On October 6, 1943, at 1130 hours, flying Typhoon JP731, he was killed. In a letter to George's brother, the Squadron Leader of 175 Squadron wrote: "George had just returned from leave on the morning of the 6th Oct 1943 and was sent up in a Typhoon aircraft to do some local flying and familiarize himself with the aircraft again. After being airborne for roughly 30 minutes, he became engaged in a mock dogfight with two other friendly aircraft of another squadron, and after a few moments of this type of flying, his aircraft got out of control when making a tight turn and got into a spin from which he was unable to straighten out, thus diving into the ground and being killed instantaneously.
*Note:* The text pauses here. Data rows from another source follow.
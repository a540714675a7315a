//! Shopping list endpoints: generation, provenance, and plain-text export.

use std::collections::BTreeMap;

use axum::extract::{Query, State};
use axum::http::{header, StatusCode};
use axum::response::{IntoResponse, Response};
use axum::routing::get;
use axum::{Json, Router};
use chrono::{Duration, NaiveDate};
use serde::{Deserialize, Serialize};
use utoipa::{IntoParams, OpenApi, ToSchema};

use larder_core::meal_plan;
use larder_core::shopping_list::{self, IngredientSource, ShoppingItem};

use crate::api::core_error;
use crate::{get_conn, AppState};

#[derive(OpenApi)]
#[openapi(
    paths(generate, sources, export),
    components(schemas(ShoppingItem, ShoppingListResponse, IngredientSource))
)]
pub struct ApiDoc;

pub fn router() -> Router<AppState> {
    Router::new()
        .route("/", get(generate))
        .route("/sources", get(sources))
        .route("/export", get(export))
}

#[derive(Debug, Deserialize, IntoParams)]
pub struct RangeQuery {
    /// Range start; defaults to the current week's Monday.
    pub start: Option<NaiveDate>,
    /// Range end, inclusive; defaults to the current week's Sunday.
    pub end: Option<NaiveDate>,
    /// Subtract on-hand pantry stock (default true).
    pub use_pantry: Option<bool>,
}

impl RangeQuery {
    pub(crate) fn resolve(&self) -> (NaiveDate, NaiveDate, bool) {
        let week_start = meal_plan::week_start(None);
        let start = self.start.unwrap_or(week_start);
        let end = self.end.unwrap_or(week_start + Duration::days(6));
        (start, end, self.use_pantry.unwrap_or(true))
    }
}

#[derive(Debug, Serialize, ToSchema)]
pub struct ShoppingListResponse {
    /// Store name mapped to its lines, alphabetical within each group.
    pub stores: BTreeMap<String, Vec<ShoppingItem>>,
    /// Checklist-style rendering of the same data.
    pub plain_text: String,
}

#[utoipa::path(
    get,
    path = "/api/shopping",
    tag = "shopping",
    params(RangeQuery),
    responses((status = 200, description = "Shopping list grouped by store", body = ShoppingListResponse))
)]
pub async fn generate(State(state): State<AppState>, Query(query): Query<RangeQuery>) -> Response {
    let (start, end, use_pantry) = query.resolve();
    let mut conn = get_conn!(state);
    match shopping_list::generate(&mut conn, start, end, use_pantry) {
        Ok(list) => {
            let plain_text = shopping_list::format_shopping_list(&list);
            Json(ShoppingListResponse {
                stores: list,
                plain_text,
            })
            .into_response()
        }
        Err(e) => core_error(e),
    }
}

#[utoipa::path(
    get,
    path = "/api/shopping/sources",
    tag = "shopping",
    params(RangeQuery),
    responses((status = 200, description = "Which planned meals require each ingredient"))
)]
pub async fn sources(State(state): State<AppState>, Query(query): Query<RangeQuery>) -> Response {
    let (start, end, _) = query.resolve();
    let mut conn = get_conn!(state);
    match shopping_list::get_ingredient_sources(&mut conn, start, end) {
        Ok(map) => Json(map).into_response(),
        Err(e) => core_error(e),
    }
}

#[utoipa::path(
    get,
    path = "/api/shopping/export",
    tag = "shopping",
    params(RangeQuery),
    responses((status = 200, description = "Plain-text checklist attachment", content_type = "text/plain"))
)]
pub async fn export(State(state): State<AppState>, Query(query): Query<RangeQuery>) -> Response {
    let (start, end, use_pantry) = query.resolve();
    let mut conn = get_conn!(state);
    match shopping_list::generate(&mut conn, start, end, use_pantry) {
        Ok(list) => {
            let text = shopping_list::format_shopping_list(&list);
            (
                StatusCode::OK,
                [
                    (header::CONTENT_TYPE, "text/plain; charset=utf-8"),
                    (
                        header::CONTENT_DISPOSITION,
                        "attachment; filename=shopping_list.txt",
                    ),
                ],
                text,
            )
                .into_response()
        }
        Err(e) => core_error(e),
    }
}
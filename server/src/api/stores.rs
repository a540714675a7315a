//! Store endpoints.

use axum::extract::{Path, State};
use axum::http::StatusCode;
use axum::response::{IntoResponse, Response};
use axum::routing::get;
use axum::{Json, Router};
use serde::Serialize;
use utoipa::{OpenApi, ToSchema};

use larder_core::models::{Store, StoreInput};
use larder_core::stores;

use crate::api::{core_error, not_found, ErrorResponse};
use crate::{get_conn, AppState};

#[derive(OpenApi)]
#[openapi(
    paths(list_stores, get_store, create_store, update_store, delete_store),
    components(schemas(Store, StoreInput, CreatedResponse))
)]
pub struct ApiDoc;

pub fn router() -> Router<AppState> {
    Router::new()
        .route("/", get(list_stores).post(create_store))
        .route(
            "/{id}",
            get(get_store).put(update_store).delete(delete_store),
        )
}

#[derive(Debug, Clone, Serialize, ToSchema)]
pub struct CreatedResponse {
    pub id: i32,
}

#[utoipa::path(
    get,
    path = "/api/stores",
    tag = "stores",
    responses((status = 200, description = "All stores", body = Vec<Store>))
)]
pub async fn list_stores(State(state): State<AppState>) -> Response {
    let mut conn = get_conn!(state);
    match stores::get_all(&mut conn) {
        Ok(all) => Json(all).into_response(),
        Err(e) => core_error(e),
    }
}

#[utoipa::path(
    get,
    path = "/api/stores/{id}",
    tag = "stores",
    responses(
        (status = 200, description = "Store", body = Store),
        (status = 404, description = "Not found", body = ErrorResponse)
    )
)]
pub async fn get_store(State(state): State<AppState>, Path(id): Path<i32>) -> Response {
    let mut conn = get_conn!(state);
    match stores::get(&mut conn, id) {
        Ok(Some(store)) => Json(store).into_response(),
        Ok(None) => not_found("Store"),
        Err(e) => core_error(e),
    }
}

#[utoipa::path(
    post,
    path = "/api/stores",
    tag = "stores",
    request_body = StoreInput,
    responses(
        (status = 201, description = "Store created", body = CreatedResponse),
        (status = 409, description = "Name already exists", body = ErrorResponse)
    )
)]
pub async fn create_store(
    State(state): State<AppState>,
    Json(input): Json<StoreInput>,
) -> Response {
    let mut conn = get_conn!(state);
    match stores::add(&mut conn, &input) {
        Ok(id) => (StatusCode::CREATED, Json(CreatedResponse { id })).into_response(),
        Err(e) => core_error(e),
    }
}

#[utoipa::path(
    put,
    path = "/api/stores/{id}",
    tag = "stores",
    request_body = StoreInput,
    responses((status = 204, description = "Store updated"))
)]
pub async fn update_store(
    State(state): State<AppState>,
    Path(id): Path<i32>,
    Json(input): Json<StoreInput>,
) -> Response {
    let mut conn = get_conn!(state);
    match stores::update(&mut conn, id, &input) {
        Ok(()) => StatusCode::NO_CONTENT.into_response(),
        Err(e) => core_error(e),
    }
}

#[utoipa::path(
    delete,
    path = "/api/stores/{id}",
    tag = "stores",
    responses((status = 204, description = "Store deleted; references are nulled"))
)]
pub async fn delete_store(State(state): State<AppState>, Path(id): Path<i32>) -> Response {
    let mut conn = get_conn!(state);
    match stores::delete(&mut conn, id) {
        Ok(()) => StatusCode::NO_CONTENT.into_response(),
        Err(e) => core_error(e),
    }
}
He had made one operational sortie against the enemy.” George was found responsible for the accident, 'attacking strange aircraft without authority.'
In a letter to his mother, details of the accident were not mentioned, but she was told about the funeral taking place at the RAF Cemetery at Brookwood, near Farnborough, Hampshire on October 9, 11 o’clock, the service conducted by the Canadian Chaplain of the Protestant United Church and the Chaplain of the Squadron. Full service honours were accorded, the coffin covered in the Union Jack, carried by men of his squadron. There was a firing party and the Last Post was played, with photos sent to her of the funeral.